Sex Differences in the Burden of Atrial Fibrillation/Flutter and Associated Heart Failure Stratified by Age at Onset

Scritto il 01/07/2026
da Zijie Ding

Pacing Clin Electrophysiol. 2026 Jul 1. doi: 10.1111/pace.70341. Online ahead of print.

ABSTRACT

BACKGROUND: Early-onset atrial fibrillation/flutter (AF/AFL), defined as AF/AFL onset before age 45 years, can lead to adverse outcomes including heart failure (HF). The sex-specific patterns of early-onset AF/AFL and associated HF remain poorly understood, particularly in comparison with late-onset AF/AFL.
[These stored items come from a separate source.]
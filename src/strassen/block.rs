// src/strassen/block.rs
//! Square scratch blocks used inside the Strassen recursion.

use crate::types::Scalar;
use std::ops::{Add, Sub};

/// An n×n row-major grid owned by one recursion frame.
#[derive(Debug, Clone, PartialEq, Eq)]
pub(crate) struct Block {
    pub n: usize,
    pub data: Vec<Scalar>,
}

/// The four (n/2)×(n/2) quadrants of a block.
#[derive(Debug)]
pub(crate) struct Quadrants {
    pub tl: Block,
    pub tr: Block,
    pub bl: Block,
    pub br: Block,
}

impl Block {
    #[inline]
    pub fn new(n: usize, data: Vec<Scalar>) -> Self {
        debug_assert_eq!(data.len(), n * n);
        Block { n, data }
    }

    /// Copy `n`×`n` cells starting at `(row, col)` of this block.
    fn sub_block(&self, row: usize, col: usize, n: usize) -> Block {
        let mut data = Vec::with_capacity(n * n);
        for i in row..row + n {
            let start = i * self.n + col;
            data.extend_from_slice(&self.data[start..start + n]);
        }
        Block { n, data }
    }

    /// Split at the row and column midpoints. `n` must be even.
    pub fn split(&self) -> Quadrants {
        debug_assert!(self.n % 2 == 0, "cannot split odd order {}", self.n);
        let h = self.n / 2;
        Quadrants {
            tl: self.sub_block(0, 0, h),
            tr: self.sub_block(0, h, h),
            bl: self.sub_block(h, 0, h),
            br: self.sub_block(h, h, h),
        }
    }
}

impl Quadrants {
    /// Reassemble four equal quadrants into one block of twice the order.
    pub fn join(self) -> Block {
        let h = self.tl.n;
        let n = 2 * h;
        let mut data = Vec::with_capacity(n * n);
        for (left, right) in [(&self.tl, &self.tr), (&self.bl, &self.br)] {
            for i in 0..h {
                data.extend_from_slice(&left.data[i * h..(i + 1) * h]);
                data.extend_from_slice(&right.data[i * h..(i + 1) * h]);
            }
        }
        Block { n, data }
    }
}

fn zip_with(a: &Block, b: &Block, f: impl Fn(Scalar, Scalar) -> Scalar) -> Block {
    debug_assert_eq!(a.n, b.n);
    let data = a.data.iter().zip(&b.data).map(|(&x, &y)| f(x, y)).collect();
    Block { n: a.n, data }
}

impl Add for &Block {
    type Output = Block;
    #[inline]
    fn add(self, rhs: Self) -> Block {
        zip_with(self, rhs, Scalar::wrapping_add)
    }
}

impl Sub for &Block {
    type Output = Block;
    #[inline]
    fn sub(self, rhs: Self) -> Block {
        zip_with(self, rhs, Scalar::wrapping_sub)
    }
}
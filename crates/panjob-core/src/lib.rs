//! Core job processing for panjob
//!
//! This crate takes the jobs a document declares, resolves them against the
//! user's presets, translates them into pandoc arguments and runs pandoc.
//!
//! # Architecture
//!
//! - [`Document`] - Job declarations read from front matter
//! - [`AppConfig`] - Presets and pandoc location from `panjob.yaml`
//! - [`Batch`] - Lazy per-job resolution and translation with isolated failures
//! - [`PandocInvocation`] - One pandoc process for one translated job
//!
//! # Example
//!
//! ```ignore
//! use panjob_core::{AppConfig, Batch, Document, PandocInvocation, find_pandoc};
//!
//! let config = AppConfig::discover()?;
//! let document = Document::read("report.md".as_ref())?;
//! let pandoc = find_pandoc(config.pandoc_path.as_deref())?;
//!
//! for outcome in Batch::run(&document, &config.presets) {
//!     if let Ok(job) = outcome.result {
//!         PandocInvocation::new(&pandoc, job.args, "report.md").run()?;
//!     }
//! }
//! ```

pub mod app_config;
pub mod batch;
pub mod document;
pub mod error;
pub mod invoke;
pub mod translate;

// Re-export commonly used types
pub use app_config::{AppConfig, CONFIG_FILENAME, config_template};
pub use batch::{Batch, BatchSummary, JobOutcome, TranslatedJob, process_job, select};
pub use document::{Document, DocumentError, JOBS_KEY};
pub use error::{ErrorKind, JobError, PanjobError, Result, TranslateError};
pub use invoke::{InvokeError, PANDOC_ENV, PandocInvocation, find_pandoc};
pub use translate::translate;
//! Error types for panjob-core

use std::fmt;
use std::path::PathBuf;

use panjob_config::{ConfigError, ResolveError};
use thiserror::Error;

use crate::document::DocumentError;
use crate::invoke::InvokeError;

/// A resolved value cannot be rendered into an argument token.
#[derive(Debug, Clone, PartialEq, Eq, Error)]
pub enum TranslateError {
    /// Structured values (sequences, mappings, tagged values) have no token form.
    #[error("`{field}.{key}` must be a scalar to become an argument, found {found}")]
    NotScalar {
        /// Field the entry belongs to (`metadata` or `pandoc_args`)
        field: &'static str,
        /// Offending key
        key: String,
        /// Kind of value that was found
        found: &'static str,
    },

    /// A metadata key pandoc would split or drop.
    #[error("`{field}` key `{key}` cannot be passed to pandoc: keys must be non-empty and must not contain `:`")]
    InvalidKey {
        /// Field the entry belongs to
        field: &'static str,
        /// Offending key
        key: String,
    },

    /// A key that is empty once leading dashes are stripped.
    #[error("`{field}` contains an empty option name")]
    EmptyKey {
        /// Field the entry belongs to
        field: &'static str,
    },
}

impl TranslateError {
    /// Path of the offending entry, e.g. `metadata.author`.
    pub fn field(&self) -> String {
        match self {
            TranslateError::NotScalar { field, key, .. }
            | TranslateError::InvalidKey { field, key } => format!("{field}.{key}"),
            TranslateError::EmptyKey { field } => field.to_string(),
        }
    }
}

/// The kind of a per-job failure.
#[derive(Debug, Clone, Copy, PartialEq, Eq)]
pub enum ErrorKind {
    /// The job references a preset that does not exist
    UnknownPreset,
    /// The job has an unrecognized key or a badly shaped value
    InvalidField,
    /// A resolved value could not be rendered as an argument
    Translation,
}

impl ErrorKind {
    /// Get the kind name as a string
    pub fn as_str(&self) -> &'static str {
        match self {
            ErrorKind::UnknownPreset => "unknown preset",
            ErrorKind::InvalidField => "invalid field",
            ErrorKind::Translation => "translation error",
        }
    }
}

impl fmt::Display for ErrorKind {
    fn fmt(&self, f: &mut fmt::Formatter<'_>) -> fmt::Result {
        write!(f, "{}", self.as_str())
    }
}

/// Why a single job produced no argument list.
#[derive(Debug, Clone, PartialEq, Eq, Error)]
pub enum JobError {
    #[error(transparent)]
    Resolve(#[from] ResolveError),

    #[error(transparent)]
    Translate(#[from] TranslateError),
}

impl JobError {
    /// Classify this failure.
    pub fn kind(&self) -> ErrorKind {
        match self {
            JobError::Resolve(ResolveError::UnknownPreset { .. }) => ErrorKind::UnknownPreset,
            JobError::Resolve(ResolveError::InvalidField(_)) => ErrorKind::InvalidField,
            JobError::Translate(_) => ErrorKind::Translation,
        }
    }

    /// The offending field or key, when there is one.
    pub fn field(&self) -> Option<String> {
        match self {
            JobError::Resolve(e) => e.field().map(String::from),
            JobError::Translate(e) => Some(e.field()),
        }
    }
}

#[derive(Error, Debug)]
pub enum PanjobError {
    #[error("IO error: {0}")]
    Io(#[from] std::io::Error),

    #[error("Failed to read {}: {source}", .path.display())]
    Read {
        path: PathBuf,
        #[source]
        source: std::io::Error,
    },

    #[error("Invalid configuration file {}: {source}", .path.display())]
    Config {
        path: PathBuf,
        #[source]
        source: ConfigError,
    },

    #[error("Configuration file not found: {}", .0.display())]
    ConfigNotFound(PathBuf),

    #[error(
        "No {} found. Searched: {}",
        crate::app_config::CONFIG_FILENAME,
        .searched.iter().map(|p| p.display().to_string()).collect::<Vec<_>>().join(", ")
    )]
    NoConfigFile { searched: Vec<PathBuf> },

    #[error("Invalid document {}: {source}", .path.display())]
    Document {
        path: PathBuf,
        #[source]
        source: DocumentError,
    },

    #[error(transparent)]
    Invoke(#[from] InvokeError),
}

pub type Result<T> = std::result::Result<T, PanjobError>;
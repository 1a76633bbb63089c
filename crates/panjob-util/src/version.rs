//! Version reporting for panjob
//!
//! Pre-1.0 builds report the crate version with a `-dev` suffix so that bug
//! reports make the unstable status obvious. From 1.0.0 on the plain crate
//! version is reported.

/// Get the version string that should be reported by the CLI
pub fn cli_version() -> &'static str {
    const CARGO_VERSION: &str = env!("CARGO_PKG_VERSION");
    const DEV_VERSION: &str = concat!(env!("CARGO_PKG_VERSION"), "-dev");

    if is_pre_release(CARGO_VERSION) {
        DEV_VERSION
    } else {
        CARGO_VERSION
    }
}

/// Get the Cargo package version
pub fn cargo_version() -> &'static str {
    env!("CARGO_PKG_VERSION")
}

fn is_pre_release(version: &str) -> bool {
    version.starts_with("0.")
}
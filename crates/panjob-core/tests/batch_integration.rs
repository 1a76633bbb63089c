/*
 * batch_integration.rs
 * Copyright (c) 2025 Posit, PBC
 *
 * Integration tests for reading a document and translating its jobs.
 */

//! Integration tests for the job pipeline.
//!
//! These tests go from files on disk (a `panjob.yaml` and a markdown
//! document) to the pandoc argument lists, the way the CLI does.

use std::fs;
use std::path::PathBuf;

use panjob_core::{AppConfig, Batch, BatchSummary, CONFIG_FILENAME, Document, ErrorKind};
use tempfile::TempDir;

const CONFIG: &str = r#"
presets:
  default:
    output_format: pdf
    pandoc_args:
      standalone: true
      toc: true
    filters:
      pagebreak.lua: true

  journal:
    output_format: pdf
    output_file: journal.pdf
    metadata:
      author: Journal Staff
      toc-own-page: true
    pandoc_args:
      pdf_engine: xelatex
    filters:
      pandoc-crossref: true
      pagebreak.lua: true
      section-refs.lua: true
      abstract.lua: true
      scholarly.lua: true
"#;

const DOCUMENT: &str = r#"---
title: Field notes
panjob:
  - use_preset: default
    output_format: html
    output_file: notes.html
  - use_preset: journal
    metadata:
      author: ada@example.org
    filters:
      wordcount.lua: true
  - output_format: pdf
    pandoc_args:
      pdf_engine: weasyprint
---

# Field notes

Observations go here.
"#;

struct Workspace {
    _temp: TempDir,
    config: PathBuf,
    document: PathBuf,
}

fn workspace(config: &str, document: &str) -> Workspace {
    let temp = TempDir::new().expect("Failed to create temp directory");
    let config_path = temp.path().join(CONFIG_FILENAME);
    let document_path = temp.path().join("notes.md");
    fs::write(&config_path, config).expect("Failed to write config");
    fs::write(&document_path, document).expect("Failed to write document");

    Workspace {
        _temp: temp,
        config: config_path,
        document: document_path,
    }
}

#[test]
fn test_three_job_document() {
    let ws = workspace(CONFIG, DOCUMENT);
    let config = AppConfig::load(&ws.config).unwrap();
    let document = Document::read(&ws.document).unwrap();
    assert_eq!(document.title(), Some("Field notes"));

    let args: Vec<Vec<String>> = Batch::run(&document, &config.presets)
        .map(|outcome| outcome.result.expect("job should translate").args)
        .collect();

    assert_eq!(args.len(), 3);

    assert_eq!(
        args[0],
        vec![
            "--to=html",
            "--output=notes.html",
            "--standalone",
            "--toc",
            "--lua-filter=pagebreak.lua",
        ]
    );

    assert_eq!(
        args[1],
        vec![
            "--to=pdf",
            "--output=journal.pdf",
            "--metadata=author:ada@example.org",
            "--metadata=toc-own-page:true",
            "--pdf-engine=xelatex",
            "--lua-filter=abstract.lua",
            "--lua-filter=pagebreak.lua",
            "--filter=pandoc-crossref",
            "--lua-filter=scholarly.lua",
            "--lua-filter=section-refs.lua",
            "--lua-filter=wordcount.lua",
        ]
    );
    assert!(!args[1].iter().any(|a| a.contains("Journal Staff")));

    assert_eq!(args[2], vec!["--to=pdf", "--pdf-engine=weasyprint"]);
}

#[test]
fn test_broken_job_does_not_stop_the_batch() {
    let ws = workspace(
        CONFIG,
        r#"---
panjob:
  - use_preset: jurnal
  - output_format: html
    outptu_file: typo.html
  - use_preset: journal
    metadata:
      toc-own-page: false
---
"#,
    );
    let config = AppConfig::load(&ws.config).unwrap();
    let document = Document::read(&ws.document).unwrap();

    let outcomes: Vec<_> = Batch::run(&document, &config.presets).collect();
    assert_eq!(outcomes.len(), 3);

    let first = outcomes[0].result.as_ref().unwrap_err();
    assert_eq!(first.kind(), ErrorKind::UnknownPreset);
    assert!(first.to_string().contains("jurnal"));
    assert!(first.to_string().contains("journal"));

    let second = outcomes[1].result.as_ref().unwrap_err();
    assert_eq!(second.kind(), ErrorKind::InvalidField);
    assert_eq!(second.field().as_deref(), Some("outptu_file"));

    let third = outcomes[2].result.as_ref().unwrap();
    assert!(third.args.contains(&"--metadata=toc-own-page:false".to_string()));

    let summary = outcomes.iter().collect::<BatchSummary>();
    assert_eq!(summary.succeeded, 1);
    assert_eq!(summary.failed, 2);
}

#[test]
fn test_document_without_jobs() {
    let ws = workspace(CONFIG, "# No front matter\n");
    let config = AppConfig::load(&ws.config).unwrap();
    let document = Document::read(&ws.document).unwrap();
    assert_eq!(Batch::run(&document, &config.presets).count(), 0);
}

#[test]
fn test_inherited_preset_from_file() {
    let ws = workspace(
        r#"
presets:
  base:
    output_format: pdf
    metadata: {lang: en}
  thesis:
    use_preset: base
    metadata: {documentclass: report}
"#,
        "---\npanjob:\n  - use_preset: thesis\n---\n",
    );
    let config = AppConfig::load(&ws.config).unwrap();
    let document = Document::read(&ws.document).unwrap();

    let job = Batch::run(&document, &config.presets)
        .next()
        .unwrap()
        .result
        .unwrap();
    assert_eq!(
        job.args,
        vec![
            "--to=pdf",
            "--metadata=documentclass:report",
            "--metadata=lang:en",
        ]
    );
}
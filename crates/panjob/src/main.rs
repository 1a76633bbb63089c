//! panjob CLI - Main entry point

use std::path::PathBuf;

use anyhow::Result;
use clap::{Parser, Subcommand};
use tracing_subscriber::{EnvFilter, layer::SubscriberExt, util::SubscriberInitExt};

mod commands;

#[derive(Parser)]
#[command(name = "panjob")]
#[command(version = panjob_util::cli_version())]
#[command(about = "Run the pandoc conversions a document declares", long_about = None)]
struct Cli {
    /// Log progress (info level)
    #[arg(short, long, global = true)]
    verbose: bool,

    /// Log resolution details (debug level)
    #[arg(long, global = true)]
    debug: bool,

    #[command(subcommand)]
    command: Commands,
}

#[derive(Subcommand)]
enum Commands {
    /// Resolve, translate and run the jobs declared by documents
    Render {
        /// Documents whose front matter declares jobs
        #[arg(required = true, value_name = "DOCUMENT")]
        documents: Vec<PathBuf>,

        /// Configuration file (default: discover panjob.yaml)
        #[arg(short, long, value_name = "PATH")]
        config: Option<PathBuf>,

        /// Only process the job at this zero-based index
        #[arg(short, long, value_name = "INDEX")]
        job: Option<usize>,

        /// Print pandoc command lines instead of running them
        #[arg(short = 'n', long)]
        dry_run: bool,
    },

    /// Print a commented panjob.yaml template
    Template,

    /// List the presets available from the configuration
    Presets {
        /// Configuration file (default: discover panjob.yaml)
        #[arg(short, long, value_name = "PATH")]
        config: Option<PathBuf>,
    },
}

/// Default log filter for the given verbosity flags.
fn default_filter(verbose: bool, debug: bool) -> &'static str {
    if debug {
        "panjob=debug,panjob_core=debug,panjob_config=debug"
    } else if verbose {
        "panjob=info,panjob_core=info,panjob_config=info"
    } else {
        "panjob=warn,panjob_core=warn,panjob_config=warn"
    }
}

fn main() -> Result<()> {
    let cli = Cli::parse();

    // Initialize logging; RUST_LOG takes precedence over the flags
    tracing_subscriber::registry()
        .with(
            EnvFilter::try_from_default_env()
                .unwrap_or_else(|_| default_filter(cli.verbose, cli.debug).into()),
        )
        .with(tracing_subscriber::fmt::layer().with_writer(std::io::stderr))
        .init();

    match cli.command {
        Commands::Render {
            documents,
            config,
            job,
            dry_run,
        } => commands::render::execute(commands::render::RenderArgs {
            documents,
            config,
            job,
            dry_run,
        }),
        Commands::Template => commands::template::execute(),
        Commands::Presets { config } => commands::presets::execute(config.as_deref()),
    }
}
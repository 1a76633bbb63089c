/*
 * batch.rs
 * Copyright (c) 2025 Posit, PBC
 *
 * Resolution and translation of every job declared by a document.
 */

//! Batch driving.
//!
//! A document declares zero or more jobs. [`Batch`] resolves and translates
//! them one at a time, in declaration order, yielding one [`JobOutcome`] per
//! declaration. A failing job never stops the batch: its outcome carries the
//! error and the next job is processed normally.

use std::path::PathBuf;

use panjob_config::{JobSpec, PresetStore, Value, resolve_raw};
use tracing::{debug, warn};

use crate::document::Document;
use crate::error::JobError;
use crate::translate::translate;

/// A job that resolved and translated successfully.
#[derive(Debug, Clone, PartialEq)]
pub struct TranslatedJob {
    /// Pandoc arguments, ready to pass to the binary
    pub args: Vec<String>,

    /// Where the artifact goes, if the job says
    pub output_file: Option<PathBuf>,

    /// The fully resolved specification the arguments came from
    pub spec: JobSpec,
}

/// Result of processing one declaration.
#[derive(Debug, Clone, PartialEq)]
pub struct JobOutcome {
    /// Zero-based position of the declaration in the document
    pub index: usize,

    /// Translated job or the reason it failed
    pub result: Result<TranslatedJob, JobError>,
}

impl JobOutcome {
    /// Check whether this job produced arguments.
    pub fn is_ok(&self) -> bool {
        self.result.is_ok()
    }
}

/// Resolve and translate a single raw declaration.
pub fn process_job(
    raw: &Value,
    presets: &PresetStore,
    defaults: &JobSpec,
) -> Result<TranslatedJob, JobError> {
    let spec = resolve_raw(raw, presets, defaults)?;
    let args = translate(&spec)?;
    Ok(TranslatedJob {
        args,
        output_file: spec.output_file.clone(),
        spec,
    })
}

/// Lazy iterator over the outcomes of a document's jobs.
///
/// Each call to `next` processes exactly one declaration, so a consumer that
/// stops early never resolves the remaining jobs.
#[derive(Debug)]
pub struct Batch<'a> {
    jobs: std::iter::Enumerate<std::slice::Iter<'a, Value>>,
    presets: &'a PresetStore,
}

impl<'a> Batch<'a> {
    /// Start a batch over `document`'s jobs.
    pub fn run(document: &'a Document, presets: &'a PresetStore) -> Self {
        Self::over(&document.jobs, presets)
    }

    /// Start a batch over a slice of raw declarations.
    pub fn over(jobs: &'a [Value], presets: &'a PresetStore) -> Self {
        Self {
            jobs: jobs.iter().enumerate(),
            presets,
        }
    }
}

impl Iterator for Batch<'_> {
    type Item = JobOutcome;

    fn next(&mut self) -> Option<JobOutcome> {
        let (index, raw) = self.jobs.next()?;
        let result = process_job(raw, self.presets, &JobSpec::neutral());

        match &result {
            Ok(job) => debug!(index, args = job.args.len(), "job translated"),
            Err(e) => warn!(index, kind = %e.kind(), "job failed: {e}"),
        }

        Some(JobOutcome { index, result })
    }

    fn size_hint(&self) -> (usize, Option<usize>) {
        self.jobs.size_hint()
    }
}

impl ExactSizeIterator for Batch<'_> {}

/// Process only the job at `index`. Returns `None` if there is no such job.
pub fn select(document: &Document, presets: &PresetStore, index: usize) -> Option<JobOutcome> {
    let raw = document.jobs.get(index)?;
    Some(JobOutcome {
        index,
        result: process_job(raw, presets, &JobSpec::neutral()),
    })
}

/// Tally of a finished batch.
#[derive(Debug, Clone, Copy, Default, PartialEq, Eq)]
pub struct BatchSummary {
    pub succeeded: usize,
    pub failed: usize,
}

impl BatchSummary {
    /// Count one outcome.
    pub fn record(&mut self, outcome: &JobOutcome) {
        if outcome.is_ok() {
            self.succeeded += 1;
        } else {
            self.failed += 1;
        }
    }

    pub fn total(&self) -> usize {
        self.succeeded + self.failed
    }

    /// True when no job failed. An empty batch counts as success.
    pub fn all_succeeded(&self) -> bool {
        self.failed == 0
    }
}

impl<'a> FromIterator<&'a JobOutcome> for BatchSummary {
    fn from_iter<I: IntoIterator<Item = &'a JobOutcome>>(iter: I) -> Self {
        let mut summary = Self::default();
        for outcome in iter {
            summary.record(outcome);
        }
        summary
    }
}
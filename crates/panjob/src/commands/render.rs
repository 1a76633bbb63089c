/*
 * render.rs
 * Copyright (c) 2025 Posit, PBC
 *
 * Render command implementation
 */

//! Render command implementation.
//!
//! For each document: read its front matter, resolve and translate every
//! declared job, then run pandoc once per translated job (or print the
//! command line with `--dry-run`). A job that fails to resolve or translate
//! is reported and skipped; the remaining jobs still run. The command fails
//! at the end if any job failed.

use std::io::Write;
use std::path::{Path, PathBuf};

use anyhow::{Context, Result};
use tracing::{debug, info, warn};

use panjob_core::{
    AppConfig, Batch, BatchSummary, Document, JobOutcome, PandocInvocation, find_pandoc, select,
};

/// Arguments for the render command
#[derive(Debug)]
pub struct RenderArgs {
    /// Documents to process
    pub documents: Vec<PathBuf>,
    /// Explicit configuration file
    pub config: Option<PathBuf>,
    /// Single job to process
    pub job: Option<usize>,
    /// Print command lines instead of running pandoc
    pub dry_run: bool,
}

/// Execute the render command
pub fn execute(args: RenderArgs) -> Result<()> {
    let config = AppConfig::load_or_discover(args.config.as_deref())
        .context("Failed to load panjob configuration")?;
    if let Some(source) = &config.source {
        info!("Loaded configuration: {}", source.display());
    }

    let pandoc = if args.dry_run {
        // Dry runs still show a real binary when one can be found
        find_pandoc(config.pandoc_path.as_deref()).unwrap_or_else(|_| PathBuf::from("pandoc"))
    } else {
        find_pandoc(config.pandoc_path.as_deref())?
    };
    debug!(pandoc = %pandoc.display(), "pandoc binary");

    let stdout = std::io::stdout();
    let mut out = stdout.lock();
    let mut summary = BatchSummary::default();

    for path in &args.documents {
        render_document(path, &config, &pandoc, &args, &mut out, &mut summary)?;
    }

    info!(
        succeeded = summary.succeeded,
        failed = summary.failed,
        "render finished"
    );

    if !summary.all_succeeded() {
        anyhow::bail!("{} of {} jobs failed", summary.failed, summary.total());
    }
    Ok(())
}

/// Process every selected job of one document.
///
/// Problems with the document itself are reported and counted as a failed
/// job so that the other documents are still processed. Only write errors
/// on `out` are returned.
fn render_document(
    path: &Path,
    config: &AppConfig,
    pandoc: &Path,
    args: &RenderArgs,
    out: &mut impl Write,
    summary: &mut BatchSummary,
) -> Result<()> {
    let document = match Document::read(path) {
        Ok(document) => document,
        Err(e) => {
            eprintln!("{e}");
            summary.failed += 1;
            return Ok(());
        }
    };

    if document.job_count() == 0 && args.job.is_none() {
        warn!("{}: no jobs declared", path.display());
        return Ok(());
    }

    let outcomes: Box<dyn Iterator<Item = JobOutcome> + '_> = match args.job {
        Some(index) => match select(&document, &config.presets, index) {
            Some(outcome) => Box::new(std::iter::once(outcome)),
            None => {
                eprintln!(
                    "{}: no job at index {index} ({} declared)",
                    path.display(),
                    document.job_count()
                );
                summary.failed += 1;
                return Ok(());
            }
        },
        None => Box::new(Batch::run(&document, &config.presets)),
    };

    for outcome in outcomes {
        let index = outcome.index;
        let job = match outcome.result {
            Ok(job) => job,
            Err(e) => {
                eprintln!("{}: job {index}: {}: {e}", path.display(), e.kind());
                summary.failed += 1;
                continue;
            }
        };

        let invocation = PandocInvocation::new(pandoc, job.args, path);
        if args.dry_run {
            writeln!(out, "{invocation}")?;
            summary.succeeded += 1;
            continue;
        }

        match invocation.run() {
            Ok(()) => {
                if let Some(file) = &job.output_file {
                    info!("Wrote {}", file.display());
                }
                summary.succeeded += 1;
            }
            Err(e) => {
                eprintln!("{}: job {index}: {e}", path.display());
                summary.failed += 1;
            }
        }
    }

    Ok(())
}
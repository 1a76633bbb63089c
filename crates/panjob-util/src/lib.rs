//! Shared utilities for panjob

pub mod version;

pub use version::{cargo_version, cli_version};
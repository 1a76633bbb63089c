//! Presets command implementation
//!
//! Lists each preset after inheritance has been applied, together with the
//! pandoc arguments it contributes on its own.

use std::io::Write;
use std::path::Path;

use anyhow::{Context, Result};

use panjob_config::{JobSpec, PresetStore};
use panjob_core::{AppConfig, translate};

/// Execute the presets command
pub fn execute(config: Option<&Path>) -> Result<()> {
    let config =
        AppConfig::load_or_discover(config).context("Failed to load panjob configuration")?;

    let stdout = std::io::stdout();
    let mut out = stdout.lock();
    if let Some(source) = &config.source {
        writeln!(out, "# {}", source.display())?;
    }
    list_presets(&config.presets, &mut out)
}

fn list_presets(presets: &PresetStore, out: &mut impl Write) -> Result<()> {
    if presets.is_empty() {
        writeln!(out, "(no presets)")?;
        return Ok(());
    }

    for (name, spec) in presets.iter() {
        writeln!(out, "{name}: {}", describe(spec))?;
    }
    Ok(())
}

fn describe(spec: &JobSpec) -> String {
    if spec.is_empty() {
        return "(empty)".to_string();
    }
    match translate(spec) {
        Ok(args) if args.is_empty() => "(no arguments)".to_string(),
        Ok(args) => args.join(" "),
        Err(e) => format!("(invalid: {e})"),
    }
}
METHODS: Using data from Global Burden of Disease (GBD) 2021, we report the age-standardized rates (ASRs) per 100,000 population and changes from 1990 to 2021 based on sexes, regions and 204 countries. The contributions of risk factors, decomposition methodology, slope index of inequality and Bayesian age-period-cohort models were utilized to assess epidemiological trends, sex disparities, and projected burdens to 2050. All the analyses were performed in both early-onset and late-onset AF/AFL.

RESULTS: Globally, the total number of early-onset AF/AFL incident cases was 204 thousand in 2021, accounting for 4.5% of all cases. The male-to-female ratio in global prevalence ASR was 1.62, which suggested greater sex disparities than late-onset AF/AFL. Sex-specific risk factors included smoking and high alcohol use in males and high BMI in females. The global prevalence ASR of associated HF showed a sustained increase through 2050, with a female predominance.

CONCLUSION: The epidemiological patterns in early-onset AF/AFL exhibited significant sex-specific variations and differed from those observed in late-onset AF/AFL. Future efforts should prioritize early detection, risk stratification, and tailored interventions to curb complications, particularly HF progression.